When it comes to an evil creature with 6 hit dice or more, you're looking at something that has either A) has had a fair amount of time in which it could have repented its evil ways as it rose in level (likely in the course of performing evil acts), or B) is a dangerous, evil monster that can likely pose a credible threat to small, innocent communities. In the first case it could be argued that the villain in question made their choices, and that smiting them is a regrettable necessity, and in the latter... well, some beasts are simply too dangerous to be left alive.

So I guess what I'm trying to say is that the attitude that anything which pings on the "evil-dar" is safe to smite is actually pretty well justified, in most cases.


Roberta Yang wrote:


When I create my evil fortress of evil I'm going to carve "GO AWAY" on the front door so paladins can't enter.

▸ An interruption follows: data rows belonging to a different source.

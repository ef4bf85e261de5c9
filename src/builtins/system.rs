use crate::builtins::registry::CommandInfo;
use crate::engine::{ExecutionResult, Shell};
use crate::error::ShellError;
use crate::parser::Statement;

pub const COMMAND_INFO_EXIT: CommandInfo = CommandInfo {
    name: "exit",
    description: "Exit the shell.",
    usage: "exit\n\nStop reading input once the current statement finishes.",
    isolated: false,
    run: exit_runner,
};

pub fn exit_runner(_stmt: &mut Statement, _shell: &Shell) -> Result<ExecutionResult, ShellError> {
    Ok(ExecutionResult::Exit)
}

Paladins are basically vampires in terms of entering homes uninvited, right?

Also "Go away" is not a plea for mercy.

"Please Leave" depending on how it is spoken, combined with the fact the creature did not retaliate after nearly being killed, can most certainly be a plea for mercy, or in the very least, an attempt to show one has no ill will.

If you walk into a room, regardless of where you are, and a creature makes no effort to resist and begs you to leave, and you instead choose to stab it in the face, repeatedly, until it dies. You are especially not acting like a paladin, nor someone with good alignment. That's it, game over.

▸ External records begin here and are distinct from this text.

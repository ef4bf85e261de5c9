use std::path::PathBuf;
use std::sync::{Mutex, PoisonError, RwLock, RwLockReadGuard};

use crate::builtins::registry::{default_registry, CommandInfo, Registry};
use crate::config::Config;
use crate::error::ShellError;

use super::tasks::TaskSet;

#[derive(Debug)]
pub enum ExecutionResult {
    KeepRunning,
    Exit,
}

/// Session state shared by the loop, background statements and builtins.
///
/// Held behind an `Arc` so detached statements can keep using it; every
/// mutable field sits behind its own lock.
pub struct Shell {
    registry: RwLock<Registry>,
    env_dir: RwLock<PathBuf>,
    previous_dir: Mutex<Option<PathBuf>>,
    search_path: String,
    prompt: String,
    tasks: TaskSet,
}

impl Shell {
    /// A session with the default builtins registered.
    pub fn new(config: Config) -> Result<Self, ShellError> {
        Ok(Shell::with_registry(config, default_registry()?))
    }

    pub fn with_registry(config: Config, registry: Registry) -> Self {
        Shell {
            registry: RwLock::new(registry),
            env_dir: RwLock::new(config.env_dir),
            previous_dir: Mutex::new(None),
            search_path: config.search_path,
            prompt: config.prompt,
            tasks: TaskSet::default(),
        }
    }

    pub fn registry(&self) -> RwLockReadGuard<'_, Registry> {
        self.registry.read().unwrap_or_else(PoisonError::into_inner)
    }

    /// Copy of the in-process handler for `name`, taken without holding the
    /// lock while the handler runs.
    pub fn builtin(&self, name: &str) -> Option<CommandInfo> {
        self.registry().builtin(name).copied()
    }

    pub fn fork_builtin(&self, name: &str) -> Option<CommandInfo> {
        self.registry().fork_builtin(name).copied()
    }

    pub fn env_dir(&self) -> PathBuf {
        self.env_dir.read().unwrap_or_else(PoisonError::into_inner).clone()
    }

    pub fn set_env_dir(&self, dir: PathBuf) {
        *self.env_dir.write().unwrap_or_else(PoisonError::into_inner) = dir;
    }

    pub fn previous_dir(&self) -> Option<PathBuf> {
        self.previous_dir.lock().unwrap_or_else(PoisonError::into_inner).clone()
    }

    pub fn set_previous_dir(&self, dir: PathBuf) {
        *self.previous_dir.lock().unwrap_or_else(PoisonError::into_inner) = Some(dir);
    }

    pub fn search_path(&self) -> &str {
        &self.search_path
    }

    pub fn prompt(&self) -> &str {
        &self.prompt
    }

    pub fn tasks(&self) -> &TaskSet {
        &self.tasks
    }
}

But, as I said before, that's my and, well, everyone I've ever gamed with's opinion. There are always those who try to argue relative morality in Pathfinder, when it doesn't exist. Doing the above is wrong, just like torturing a captured prisoner is not something someone of Good alignment would want to do (but that's a whole new argument, right?).


Gnoll Bard wrote:
So I guess what I'm trying to say is that the attitude that anything which pings on the "evil-dar" is safe to smite is actually pretty well justified, in most cases.

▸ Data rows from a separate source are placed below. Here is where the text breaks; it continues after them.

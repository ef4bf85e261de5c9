mod ast;
mod combinators;

#[cfg(test)]
pub use ast::Arg;
pub use ast::{ArgModifier, Batch, Link, Statement, Status, STDERR, STDIN, STDOUT};

use combinators::{parse_operator, parse_statement, Operator};

use crate::error::ShellError;
use crate::input::LineSource;

// ── Public API ────────────────────────────────────────────────────────────

/// Parse one input line into the statements of a batch.
///
/// Blank lines and comments give an empty batch. A line ending in `|`, `&&`
/// or `||`, or containing anything the grammar does not accept, is an error.
pub fn parse_line(input: &str) -> Result<Vec<Statement>, ShellError> {
    let trimmed = input.trim();
    if trimmed.is_empty() || trimmed.starts_with('#') {
        return Ok(Vec::new());
    }

    let mut statements: Vec<Statement> = Vec::new();
    let mut rest = trimmed;

    loop {
        let (after_stmt, mut stmt) = parse_statement(rest)
            .map_err(|_| syntax_error(rest))?;
        let (after_op, op) = parse_operator(after_stmt)
            .map_err(|_| syntax_error(after_stmt))?;
        rest = after_op.trim_start();

        let op = match op {
            Some(op) => op,
            None => {
                if !rest.is_empty() {
                    return Err(syntax_error(rest));
                }
                statements.push(stmt);
                break;
            }
        };

        match op {
            Operator::Link(link) => stmt.link = link,
            Operator::Background => stmt.background = true,
            Operator::Sequence => {}
        }
        let needs_successor = stmt.link != Link::None;
        statements.push(stmt);

        if rest.is_empty() {
            if needs_successor {
                return Err(ShellError::Parse(format!(
                    "unexpected end of line after `{}`",
                    op.symbol()
                )));
            }
            break;
        }
    }

    Ok(statements)
}

fn syntax_error(near: &str) -> ShellError {
    ShellError::Parse(format!("syntax error near `{}`", near.trim()))
}

/// Reads one line at a time from a [`LineSource`] and parses it into a batch.
pub struct BatchReader<S> {
    source: S,
    prompt: String,
}

impl<S: LineSource> BatchReader<S> {
    pub fn new(source: S, prompt: &str) -> Self {
        BatchReader { source, prompt: prompt.to_string() }
    }

    /// Prompt, read and parse the next line.
    ///
    /// End of input yields an empty batch with [`Status::Eof`]. Read failures
    /// come back as [`ShellError::Input`], parse failures as
    /// [`ShellError::Parse`] (the offending line is consumed).
    pub fn next_batch(&mut self) -> Result<Batch, ShellError> {
        match self.source.read_line(&self.prompt).map_err(ShellError::Input)? {
            None => Ok(Batch::eof()),
            Some(line) => Ok(Batch {
                statements: parse_line(&line)?,
                status: Status::Normal,
            }),
        }
    }
}

// ── Tests ──────────────────────────────────────────────────────────────────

I agree. However, by the wording of the spell, a Neutral or even Good aligned creature, who may be considering a terrible act upon a character, registers as evil, and at 5 HD, not 6.

So, the argument becomes, is it ok to kill a creature merely because it intended to do something bad? What if it can be stopped by diplomacy, or even by force. It shouldn't equal a death penalty in those situations. That is my only point.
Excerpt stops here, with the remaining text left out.